Go to the line containing "fn test_ordered_model_cross_check() ->" in the listing below and retype it and every later line exactly, down to the last.
──────
#![allow(clippy::undocumented_unsafe_blocks)]

extern crate alloc;
use alloc::boxed::Box;
use alloc::string::{String, ToString};
use alloc::vec::Vec;

use std::collections::HashMap;
use std::error::Error;

use itertools::assert_equal;
use proptest::prelude::*;
use typenum::{U1, U2, U3, U4, U8};

use crate::search::{BinaryBranchless, Dynamic, LinearBranchless};
use crate::test_alloc::CountingAlloc;

use super::*;

struct XorShift64 {
    state: u64,
}

impl XorShift64 {
    fn new() -> Self {
        XorShift64 { state: 123456789 }
    }

    fn next(&mut self) -> u64 {
        let mut x = self.state;
        x ^= x << 13;
        x ^= x >> 7;
        x ^= x << 17;
        self.state = x;
        x
    }
}

#[test]
fn test_constructor() -> Result<(), Box<dyn Error>> {
    let alloc = CountingAlloc::default();
    {
        let map = BTreeMap::<u64, u64, U8, Linear, Linear, &CountingAlloc>::new_in(&alloc)?;
        assert_eq!(map.len(), 0);
        assert!(map.is_empty());
        assert_eq!(map.depth(), 0);
        assert_eq!(map.get(&1), None);
        assert!(!map.contains_key(&1));
        map.validate();
        assert_eq!(alloc.n_allocations(), 1);
    }
    assert_eq!(alloc.net_allocations(), 0);
    assert_eq!(alloc.net_bytes(), 0);
    Ok(())
}

#[test]
fn test_small_sequential() -> Result<(), Box<dyn Error>> {
    let mut map = BTreeMap::<u64, u64>::new();
    assert_eq!(map.put(1, 10)?, PutOutcome::Inserted);
    assert_eq!(map.put(2, 20)?, PutOutcome::Inserted);
    assert_eq!(map.put(3, 30)?, PutOutcome::Inserted);

    assert_eq!(map.len(), 3);
    assert_eq!(map.get(&1), Some(&10));
    assert_eq!(map.get(&2), Some(&20));
    assert_eq!(map.get(&3), Some(&30));
    assert_eq!(map.get(&4), None);
    map.validate();
    Ok(())
}

#[test]
fn test_overwrite_keeps_count() -> Result<(), Box<dyn Error>> {
    let mut map = BTreeMap::<u64, u64>::new();
    assert_eq!(map.put(7, 1)?, PutOutcome::Inserted);
    assert_eq!(map.len(), 1);
    assert_eq!(map.put(7, 2)?, PutOutcome::Replaced);
    assert_eq!(map.len(), 1);
    assert_eq!(map.put(7, 3)?, PutOutcome::Replaced);

    assert_eq!(map.len(), 1);
    assert_eq!(map.get(&7), Some(&3));
    map.validate();
    Ok(())
}

#[test]
fn test_root_split_structure() -> Result<(), Box<dyn Error>> {
    let mut map = BTreeMap::<u64, u64, U2>::new();
    map.put(1, 1)?;
    map.put(2, 2)?;
    assert_eq!(map.depth(), 0);
    map.put(3, 3)?;

    // The third insert overflows the root leaf: the median pair moves into
    // a fresh root branch with one key and two leaf children.
    assert_eq!(map.depth(), 1);
    let root = unsafe { map.root.as_ref() };
    assert!(!root.is_leaf());
    assert_eq!(root.len(), 1);
    assert_eq!(*root.key_at(0), 2);
    assert_eq!(*root.value_at(0), 2);
    let lhs = unsafe { root.child(0).unwrap().as_ref() };
    let rhs = unsafe { root.child(1).unwrap().as_ref() };
    assert!(lhs.is_leaf());
    assert!(rhs.is_leaf());
    assert_eq!(lhs.len() + rhs.len(), 2);

    assert_eq!(map.get(&1), Some(&1));
    assert_eq!(map.get(&2), Some(&2));
    assert_eq!(map.get(&3), Some(&3));
    map.validate();
    Ok(())
}

#[test]
fn test_descending_inserts() -> Result<(), Box<dyn Error>> {
    let mut map = BTreeMap::<u64, u64, U4>::new();
    for k in (1..=100).rev() {
        assert_eq!(map.put(k, k)?, PutOutcome::Inserted);
        map.validate();
    }

    assert_eq!(map.len(), 100);
    for k in 1..=100 {
        assert_eq!(map.get(&k), Some(&k));
    }
    assert_eq!(map.get(&0), None);
    assert_eq!(map.get(&101), None);
    Ok(())
}

#[test]
fn test_min_capacity_descending() -> Result<(), Box<dyn Error>> {
    // Capacity 2 with descending keys drives every split through the
    // low-index case, where an unbalanced split would starve the new
    // sibling; validate after every put enforces the minimum fill.
    let mut map = BTreeMap::<u64, u64, U2>::new();
    for k in (1..=60).rev() {
        assert_eq!(map.put(k, k * 2)?, PutOutcome::Inserted);
        map.validate();
    }

    assert_eq!(map.len(), 60);
    for k in 1..=60 {
        assert_eq!(map.get(&k), Some(&(k * 2)));
    }
    assert_eq!(map.get(&0), None);
    assert_eq!(map.get(&61), None);
    Ok(())
}

#[test]
fn test_min_capacity_shuffled() -> Result<(), Box<dyn Error>> {
    let mut rng = XorShift64::new();
    let mut map = BTreeMap::<u64, u64, U2>::new();
    let mut keys: Vec<u64> = (0..200).collect();
    for i in (1..keys.len()).rev() {
        let j = (rng.next() % (i as u64 + 1)) as usize;
        keys.swap(i, j);
    }
    for &k in &keys {
        map.put(k, k * 3)?;
        map.validate();
    }

    assert_eq!(map.len(), 200);
    for k in 0..200 {
        assert_eq!(map.get(&k), Some(&(k * 3)));
    }
    assert_eq!(map.get(&200), None);
    Ok(())
}

#[test]
fn test_branch_hit_overwrite() -> Result<(), Box<dyn Error>> {
    let mut map = BTreeMap::<u64, u64, U2>::new();
    for k in 1..=10 {
        map.put(k, k)?;
    }
    assert!(map.depth() >= 1);

    // The root's key lives in a branch; overwriting it must short-circuit
    // there rather than descend.
    let root_key = *unsafe { map.root.as_ref() }.key_at(0);
    assert_eq!(map.put(root_key, 999)?, PutOutcome::Replaced);
    assert_eq!(map.get(&root_key), Some(&999));
    assert_eq!(map.len(), 10);
    map.validate();
    Ok(())
}

#[test]
fn test_depth_stays_logarithmic() -> Result<(), Box<dyn Error>> {
    let mut map = BTreeMap::<u64, u64, U4>::new();
    let n = 2000u64;
    for k in 0..n {
        map.put(k, k)?;
    }
    map.validate();

    // Every branch keeps at least ceil(C / 2) = 2 children, so the depth is
    // bounded by log2(n + 1) plus the root level.
    let mut bound = 0;
    let mut reach = 1u64;
    while reach < n + 1 {
        reach *= 2;
        bound += 1;
    }
    assert!(
        map.depth() <= bound + 1,
        "depth {} exceeds bound {}",
        map.depth(),
        bound + 1
    );
    Ok(())
}

#[test]
fn test_random_workload_roundtrip() -> Result<(), Box<dyn Error>> {
    let mut rng = XorShift64::new();
    let mut map = BTreeMap::<u64, u64>::new();
    let mut model: HashMap<u64, u64> = HashMap::new();

    let mut pairs = Vec::new();
    for _ in 0..(1 << 14) {
        let k = rng.next();
        let v = rng.next();
        pairs.push((k, v));
        map.put(k, v)?;
        model.insert(k, v);
    }
    map.validate();
    assert_eq!(map.len(), model.len());
    for (k, v) in &model {
        assert_eq!(map.get(k), Some(v));
    }

    // Re-putting every original pair only replaces.
    for (k, v) in pairs {
        assert_eq!(map.put(k, v)?, PutOutcome::Replaced);
    }
    assert_eq!(map.len(), model.len());
    map.validate();
    Ok(())
}

fn shuffled_roundtrip<BS: Search, LS: Search>() -> Result<(), Box<dyn Error>> {
    let mut rng = XorShift64::new();
    let mut map = BTreeMap::<u64, u64, U3, BS, LS>::new();
    let mut keys: Vec<u64> = (0..500).collect();
    // Fisher-Yates with the bench generator; reproducible across runs.
    for i in (1..keys.len()).rev() {
        let j = (rng.next() % (i as u64 + 1)) as usize;
        keys.swap(i, j);
    }
    for &k in &keys {
        map.put(k, k * 3)?;
    }
    map.validate();
    assert_eq!(map.len(), 500);
    for k in 0..500 {
        assert_eq!(map.get(&k), Some(&(k * 3)));
    }
    assert_eq!(map.get(&500), None);
    Ok(())
}

#[test]
fn test_strategy_linear_pair() -> Result<(), Box<dyn Error>> {
    shuffled_roundtrip::<Linear, Linear>()
}

#[test]
fn test_strategy_branchless_linear() -> Result<(), Box<dyn Error>> {
    shuffled_roundtrip::<LinearBranchless, LinearBranchless>()
}

#[test]
fn test_strategy_branchless_binary() -> Result<(), Box<dyn Error>> {
    shuffled_roundtrip::<BinaryBranchless, BinaryBranchless>()
}

#[test]
fn test_strategy_dynamic() -> Result<(), Box<dyn Error>> {
    shuffled_roundtrip::<Dynamic<U2>, Dynamic<U1>>()?;
    shuffled_roundtrip::<BinaryBranchless, Dynamic<U2>>()
}

#[test]
fn test_string_keys_borrowed_lookup() -> Result<(), Box<dyn Error>> {
    let alloc = CountingAlloc::default();
    {
        let mut map =
            BTreeMap::<String, String, U2, Linear, Linear, &CountingAlloc>::new_in(&alloc)?;
        for word in ["delta", "alpha", "echo", "bravo", "charlie"] {
            map.put(word.to_string(), word.to_uppercase())?;
        }
        map.put("alpha".to_string(), "ALPHA2".to_string())?;

        assert_eq!(map.len(), 5);
        assert_eq!(map.get("alpha"), Some(&"ALPHA2".to_string()));
        assert_eq!(map.get("echo"), Some(&"ECHO".to_string()));
        assert_eq!(map.get("foxtrot"), None);
        map.validate();
    }
    // Dropping the map must release every node and every heap string.
    assert_eq!(alloc.net_allocations(), 0);
    assert_eq!(alloc.net_bytes(), 0);
    Ok(())
}

#[test]
fn test_out_of_memory_on_construction() {
    let alloc = CountingAlloc::fail_after(0);
    let result = BTreeMap::<u64, u64, U2, Linear, Linear, &CountingAlloc>::new_in(&alloc);
    assert_eq!(result.err(), Some(TreeError::OutOfMemory));
    assert_eq!(alloc.net_allocations(), 0);
}

#[test]
fn test_out_of_memory_put_is_atomic() -> Result<(), Box<dyn Error>> {
    // Budget covers the root leaf and nothing else: the first split cannot
    // reserve its nodes and must fail without touching the tree.
    let alloc = CountingAlloc::fail_after(2);
    {
        let mut map = BTreeMap::<u64, u64, U2, Linear, Linear, &CountingAlloc>::new_in(&alloc)?;
        map.put(1, 1)?;
        map.put(2, 2)?;

        assert_eq!(map.put(3, 3), Err(TreeError::OutOfMemory));
        assert_eq!(map.len(), 2);
        assert_eq!(map.depth(), 0);
        assert_eq!(map.get(&1), Some(&1));
        assert_eq!(map.get(&2), Some(&2));
        assert_eq!(map.get(&3), None);
        map.validate();

        // Overwrites never allocate, so they still succeed.
        assert_eq!(map.put(2, 22)?, PutOutcome::Replaced);
        assert_eq!(map.get(&2), Some(&22));
    }
    assert_eq!(alloc.net_allocations(), 0);
    Ok(())
}

#[test]
fn test_node_allocation_count() -> Result<(), Box<dyn Error>> {
    let alloc = CountingAlloc::default();
    {
        let mut map = BTreeMap::<u64, u64, U2, Linear, Linear, &CountingAlloc>::new_in(&alloc)?;
        assert_eq!(alloc.n_allocations(), 1);
        map.put(1, 1)?;
        map.put(2, 2)?;
        assert_eq!(alloc.n_allocations(), 1);
        // Root split: one sibling leaf plus the new root.
        map.put(3, 3)?;
        assert_eq!(alloc.n_allocations(), 3);
        assert_eq!(map.depth(), 1);
    }
    assert_eq!(alloc.net_allocations(), 0);
    Ok(())
}

#[test]
#[should_panic(expected = "out of order")]
fn test_validate_detects_disorder() {
    let mut map = BTreeMap::<u64, u64, U4>::new();
    // Stays within the root leaf, so the damage is a plain ordering break.
    for k in 0..4 {
        map.put(k, k).unwrap();
    }
    let root = unsafe { map.root.as_mut() };
    root.set_key(0, 100);
    map.validate();
}

#[test]
#[should_panic(expected = "separator")]
fn test_validate_detects_bad_separator() {
    let mut map = BTreeMap::<u64, u64, U2>::new();
    for k in 0..10 {
        map.put(k, k).unwrap();
    }
    assert!(map.depth() >= 1);
    // Push the first root separator past everything beneath its right
    // child.
    let root = unsafe { map.root.as_mut() };
    root.set_key(0, 1000);
    map.validate();
}

proptest! {
    #[test]
    fn prop_model_equivalence(pairs in prop::collection::vec((0..500u64, any::<u64>()), 0..400)) {
        let alloc = CountingAlloc::default();
        {
            let mut map =
                BTreeMap::<u64, u64, U3, Linear, Linear, &CountingAlloc>::new_in(&alloc)?;
            let mut model: HashMap<u64, u64> = HashMap::new();
            for &(k, v) in &pairs {
                let outcome = map.put(k, v)?;
                let expected = if model.insert(k, v).is_some() {
                    PutOutcome::Replaced
                } else {
                    PutOutcome::Inserted
                };
                prop_assert_eq!(outcome, expected);
            }
            map.validate();
            prop_assert_eq!(map.len(), model.len());
            for (k, v) in &model {
                prop_assert_eq!(map.get(k), Some(v));
            }
            for k in 500..520 {
                prop_assert_eq!(map.get(&k), None);
            }
        }
        prop_assert_eq!(alloc.net_allocations(), 0);
    }
}

proptest! {
    #[test]
    fn prop_insertion_order_is_irrelevant(
        keys in prop::collection::hash_set(0..10_000u64, 1..200),
        seed in any::<u64>(),
    ) {
        let keys: Vec<u64> = keys.into_iter().collect();
        let mut shuffled = keys.clone();
        let mut rng = XorShift64 { state: seed | 1 };
        for i in (1..shuffled.len()).rev() {
            let j = (rng.next() % (i as u64 + 1)) as usize;
            shuffled.swap(i, j);
        }

        let mut a = BTreeMap::<u64, u64, U4>::new();
        let mut b = BTreeMap::<u64, u64, U4>::new();
        for &k in &keys {
            a.put(k, k * 7)?;
        }
        for &k in &shuffled {
            b.put(k, k * 7)?;
        }
        a.validate();
        b.validate();
        prop_assert_eq!(a.len(), b.len());
        for &k in &keys {
            prop_assert_eq!(a.get(&k), b.get(&k));
        }
    }
}

#[test]
fn test_print_dump_shape() -> Result<(), Box<dyn Error>> {
    let mut map = BTreeMap::<u64, u64, U2>::new();
    for k in 1..=5 {
        map.put(k, k * 10)?;
    }
    let mut out = Vec::new();
    map.print(&mut out)?;
    let text = String::from_utf8(out)?;
    let lines: Vec<&str> = text.lines().collect();
    // One line per node; the root line is unindented, children are not.
    assert!(lines[0].starts_with("node "));
    assert!(lines[1].starts_with("  "));
    assert!(text.contains("2=20"));
    assert!(text.contains("5=50"));
    Ok(())
}

#[test]
fn test_ordered_model_cross_check() -> Result<(), Box<dyn Error>> {
    // Cross-check a mixed workload against an ordered model.
    let mut map = BTreeMap::<u64, u64, U2>::new();
    let mut model = std::collections::BTreeMap::new();
    let mut rng = XorShift64::new();
    for _ in 0..300 {
        let k = rng.next() % 64;
        let v = rng.next();
        map.put(k, v)?;
        model.insert(k, v);
    }
    map.validate();
    assert_equal(
        model.iter().map(|(k, v)| (*k, *v)),
        model.keys().map(|k| (*k, *map.get(k).unwrap())),
    );
    Ok(())
}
──────
__Answer to this task__:
fn test_ordered_model_cross_check() -> Result<(), Box<dyn Error>> {
    // Cross-check a mixed workload against an ordered model.
    let mut map = BTreeMap::<u64, u64, U2>::new();
    let mut model = std::collections::BTreeMap::new();
    let mut rng = XorShift64::new();
    for _ in 0..300 {
        let k = rng.next() % 64;
        let v = rng.next();
        map.put(k, v)?;
        model.insert(k, v);
    }
    map.validate();
    assert_equal(
        model.iter().map(|(k, v)| (*k, *v)),
        model.keys().map(|k| (*k, *map.get(k).unwrap())),
    );
    Ok(())
}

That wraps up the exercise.